Task to carry out >> Before doing anything else, copy the entries below exactly.

Data records

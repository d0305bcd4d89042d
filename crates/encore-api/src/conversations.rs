use axum::{
    Extension, Json,
    extract::{Path, Query, State},
    http::StatusCode,
    response::IntoResponse,
};
use uuid::Uuid;

use encore_types::api::{CreateConversationRequest, PageQuery, UpdateConversationRequest};
use encore_types::models::{Page, Principal};

use crate::error::ApiResult;
use crate::state::AppState;

/// 201 for a new row, 200 when an existing 1:1 conversation matched.
pub async fn create_conversation(
    State(state): State<AppState>,
    Extension(principal): Extension<Principal>,
    Json(req): Json<CreateConversationRequest>,
) -> ApiResult<impl IntoResponse> {
    let created = state
        .chat
        .create_conversation(principal.user_id, req)
        .await?;

    let status = if created.created {
        StatusCode::CREATED
    } else {
        StatusCode::OK
    };
    Ok((status, Json(created.conversation)))
}

pub async fn list_conversations(
    State(state): State<AppState>,
    Extension(principal): Extension<Principal>,
    Query(query): Query<PageQuery>,
) -> ApiResult<impl IntoResponse> {
    let page = Page::new(query.skip, query.take);
    let conversations = state
        .chat
        .directory
        .list_for_user(principal.user_id, page)
        .await?;
    Ok(Json(conversations))
}

pub async fn get_conversation(
    State(state): State<AppState>,
    Extension(principal): Extension<Principal>,
    Path(conversation_id): Path<Uuid>,
) -> ApiResult<impl IntoResponse> {
    let conversation = state
        .chat
        .directory
        .get(conversation_id, principal.user_id)
        .await?;
    Ok(Json(conversation))
}

pub async fn update_conversation(
    State(state): State<AppState>,
    Extension(principal): Extension<Principal>,
    Path(conversation_id): Path<Uuid>,
    Json(req): Json<UpdateConversationRequest>,
) -> ApiResult<impl IntoResponse> {
    let conversation = state
        .chat
        .directory
        .update(conversation_id, principal.user_id, req)
        .await?;
    Ok(Json(conversation))
}

pub async fn delete_conversation(
    State(state): State<AppState>,
    Extension(principal): Extension<Principal>,
    Path(conversation_id): Path<Uuid>,
) -> ApiResult<impl IntoResponse> {
    state
        .chat
        .remove_conversation(conversation_id, principal.user_id)
        .await?;
    Ok(StatusCode::NO_CONTENT)
}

Solved exercise >>
repository d0305bcd4d89042d
filename crates/encore-api/src/conversations.rs
use axum::{
    Extension, Json,
    extract::{Path, Query, State},
    http::StatusCode,
    response::IntoResponse,
};
use uuid::Uuid;

use encore_types::api::{CreateConversationRequest, PageQuery, UpdateConversationRequest};
use encore_types::models::{Page, Principal};

use crate::error::ApiResult;
use crate::state::AppState;

/// 201 for a new row, 200 when an existing 1:1 conversation matched.
pub async fn create_conversation(
    State(state): State<AppState>,
    Extension(principal): Extension<Principal>,
    Json(req): Json<CreateConversationRequest>,
) -> ApiResult<impl IntoResponse> {
    let created = state
        .chat
        .create_conversation(principal.user_id, req)
        .await?;

    let status = if created.created {
        StatusCode::CREATED
    } else {
        StatusCode::OK
    };
    Ok((status, Json(created.conversation)))
}

pub async fn list_conversations(
    State(state): State<AppState>,
    Extension(principal): Extension<Principal>,
    Query(query): Query<PageQuery>,
) -> ApiResult<impl IntoResponse> {
    let page = Page::new(query.skip, query.take);
    let conversations = state
        .chat
        .directory
        .list_for_user(principal.user_id, page)
        .await?;
    Ok(Json(conversations))
}

pub async fn get_conversation(
    State(state): State<AppState>,
    Extension(principal): Extension<Principal>,
    Path(conversation_id): Path<Uuid>,
) -> ApiResult<impl IntoResponse> {
    let conversation = state
        .chat
        .directory
        .get(conversation_id, principal.user_id)
        .await?;
    Ok(Json(conversation))
}

pub async fn update_conversation(
    State(state): State<AppState>,
    Extension(principal): Extension<Principal>,
    Path(conversation_id): Path<Uuid>,
    Json(req): Json<UpdateConversationRequest>,
) -> ApiResult<impl IntoResponse> {
    let conversation = state
        .chat
        .directory
        .update(conversation_id, principal.user_id, req)
        .await?;
    Ok(Json(conversation))
}

pub async fn delete_conversation(
    State(state): State<AppState>,
    Extension(principal): Extension<Principal>,
    Path(conversation_id): Path<Uuid>,
) -> ApiResult<impl IntoResponse> {
    state
        .chat
        .remove_conversation(conversation_id, principal.user_id)
        .await?;
    Ok(StatusCode::NO_CONTENT)
}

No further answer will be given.